Kathe Newell — Kathe has acquired more than 20 years of healthcare experience with both payers and providers. Her expertise includes reimbursement, information systems, quality improvement, account and client management. Her current role at LYNX leverages these skills as client manager for both coding and software clients.

Suzanne Bingham — Suzanne comes to LYNX with 25 years of healthcare experience. She began her career in healthcare as a programmer for an international pharmaceutical corporation where she designed and programmed clinical trial outcomes analysis. She has also worked for several established health information system companies as an account executive and/or client manager. She holds a bachelor’s degree in English.

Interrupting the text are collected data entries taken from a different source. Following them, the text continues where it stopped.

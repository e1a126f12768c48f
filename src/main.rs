use actix_cors::Cors;
use actix_web::middleware::{Compress, DefaultHeaders, NormalizePath};
use actix_web::{App, HttpServer, web};
use dotenv::dotenv;
use human_panic::setup_panic;
use tracing::{debug, warn};

// 从 lib.rs 导入模块
use rust_edusystem::config::AppConfig;
use rust_edusystem::models::AppStartTime;
use rust_edusystem::routes;
use rust_edusystem::runtime::lifetime;
use rust_edusystem::utils::{json_error_handler, query_error_handler};

#[actix_web::main]
async fn main() -> std::io::Result<()> {
    dotenv().ok();

    // 记录程序启动时间
    let app_start_time = AppStartTime {
        start_datetime: chrono::Utc::now(),
    };

    // 启动前预处理 //

    // 初始化配置
    setup_panic!();
    AppConfig::init().expect("Failed to initialize configuration");
    let config = AppConfig::get();

    // 初始化日志
    let stdout_log = std::io::stdout();
    let (non_blocking_writer, _guard) = tracing_appender::non_blocking(stdout_log);
    let filter = tracing_subscriber::EnvFilter::new(&config.app.log_level);
    let tracing_format = tracing_subscriber::fmt::format()
        .with_level(true)
        .with_ansi(true);

    let tracing_builder = tracing_subscriber::fmt()
        .with_env_filter(filter)
        .with_writer(non_blocking_writer)
        .event_format(tracing_format);

    if config.is_development() {
        tracing_builder
            .with_file(true)
            .with_line_number(true)
            .init();
    } else {
        tracing_builder.json().init();
    }

    // 打印信息
    warn!(
        "Starting pre-startup processing...
        Project: {}
        Version: {}
        Authors: {}",
        env!("CARGO_PKG_NAME"),
        env!("CARGO_PKG_VERSION"),
        env!("CARGO_PKG_AUTHORS")
    );

    let startup = lifetime::startup::prepare_server_startup().await;

    let storage = startup.storage.clone();
    let cache = startup.cache.clone();

    // 输出预处理时间
    debug!(
        "Pre-startup processing completed in {} ms",
        chrono::Utc::now()
            .signed_duration_since(app_start_time.start_datetime)
            .num_milliseconds()
    );

    // 预处理完成 //

    warn!("Using {} CPU cores for the server", config.server.workers);

    // Start the HTTP server
    let server = HttpServer::new(move || {
        App::new()
            .wrap(NormalizePath::trim()) // 兼容带尾部斜杠的路径
            .wrap(
                Cors::default()
                    .allow_any_origin()
                    .allow_any_method()
                    .allow_any_header()
                    .max_age(config.cors.max_age),
            )
            .wrap(Compress::default())
            .wrap(
                DefaultHeaders::new()
                    .add(("Connection", "keep-alive"))
                    .add((
                        "Keep-Alive",
                        format!("timeout={}, max=1000", config.server.timeouts.keep_alive),
                    ))
                    .add(("Cache-Control", "no-cache, no-store, must-revalidate")),
            )
            .app_data(web::QueryConfig::default().error_handler(query_error_handler)) // 设置查询参数错误处理器
            .app_data(web::JsonConfig::default().error_handler(json_error_handler)) // 设置JSON错误处理器
            .app_data(web::Data::new(storage.clone()))
            .app_data(web::Data::new(cache.clone()))
            .app_data(web::Data::new(app_start_time.clone()))
            .app_data(web::PayloadConfig::new(
                config.server.limits.max_payload_size,
            )) // 设置最大请求体大小
            .configure(routes::configure_auth_routes) // 认证与令牌
            .configure(routes::configure_user_routes)
            .configure(routes::configure_departments_routes)
            .configure(routes::configure_designations_routes)
            .configure(routes::configure_programs_routes)
            .configure(routes::configure_courses_routes)
            .configure(routes::configure_students_routes)
            .configure(routes::configure_staff_routes)
            .configure(routes::configure_admissions_routes)
            .configure(routes::configure_enrollments_routes)
            .configure(routes::configure_attendance_routes)
            .configure(routes::configure_exams_routes)
            .configure(routes::configure_grades_routes)
            .configure(routes::configure_fees_routes)
            .configure(routes::configure_notifications_routes)
            .configure(routes::configure_dashboard_routes) // 仪表盘统计
    })
    .keep_alive(std::time::Duration::from_secs(
        config.server.timeouts.keep_alive,
    )) // 启用长连接
    .client_request_timeout(std::time::Duration::from_millis(
        config.server.timeouts.client_request,
    )) // 客户端超时
    .client_disconnect_timeout(std::time::Duration::from_millis(
        config.server.timeouts.client_disconnect,
    )) // 断连超时
    .workers(config.server.workers);

    let server = {
        #[cfg(unix)]
        {
            if let Some(socket_path) = config.unix_socket_path() {
                warn!("Starting server on Unix socket: {}", socket_path);
                if std::path::Path::new(socket_path).exists() {
                    std::fs::remove_file(socket_path)?;
                }
                Some(server.bind_uds(socket_path)?)
            } else {
                let bind_address = config.server_bind_address();
                warn!("Starting server at http://{}", bind_address);
                Some(server.bind(bind_address)?)
            }
        }

        #[cfg(not(unix))]
        {
            let bind_address = config.server_bind_address();
            warn!("Starting server at http://{}", bind_address);
            Some(server.bind(bind_address)?)
        }
    }
    .expect("Server binding failed")
    .run();

    tokio::select! {
        res = server => {
            res?;
        }
        _ = lifetime::shutdown::listen_for_shutdown() => {
            warn!("Graceful shutdown: all tasks completed");
        }
    }

    Ok(())
}
pub mod rate_limit;
pub mod require_jwt;
pub mod require_permission;

pub use rate_limit::RateLimit;
pub use require_jwt::RequireJWT;
pub use require_permission::{RequirePermission, Resource};

use actix_web::{HttpResponse, http::StatusCode, http::header::CONTENT_TYPE};

use crate::models::{ApiResponse, ErrorCode};

// 中间件统一的错误响应
pub(crate) fn create_error_response(
    status: StatusCode,
    code: ErrorCode,
    message: &str,
) -> HttpResponse {
    match status {
        StatusCode::NO_CONTENT => HttpResponse::build(status).finish(),
        _ => HttpResponse::build(status)
            .insert_header((CONTENT_TYPE, "application/json; charset=utf-8"))
            .json(ApiResponse::<()>::error_empty(code, message)),
    }
}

The information contained herein is provided for informational and educational purposes only, and nothing contained herein should be construed as advice. All information contained herein is obtained by LYNX Medical Systems (LYNX) from sources believed by LYNX to be accurate and reliable. Because of the possibility of human and mechanical error as well as other factors, LYNX is not responsible for any errors or omissions. LYNX makes no representations and disclaims all expressed, implied, and statutory warranties of any kind to user and/or any third party including warranties as to accuracy, timeliness, completeness, merchantability or fitness for any particular purpose.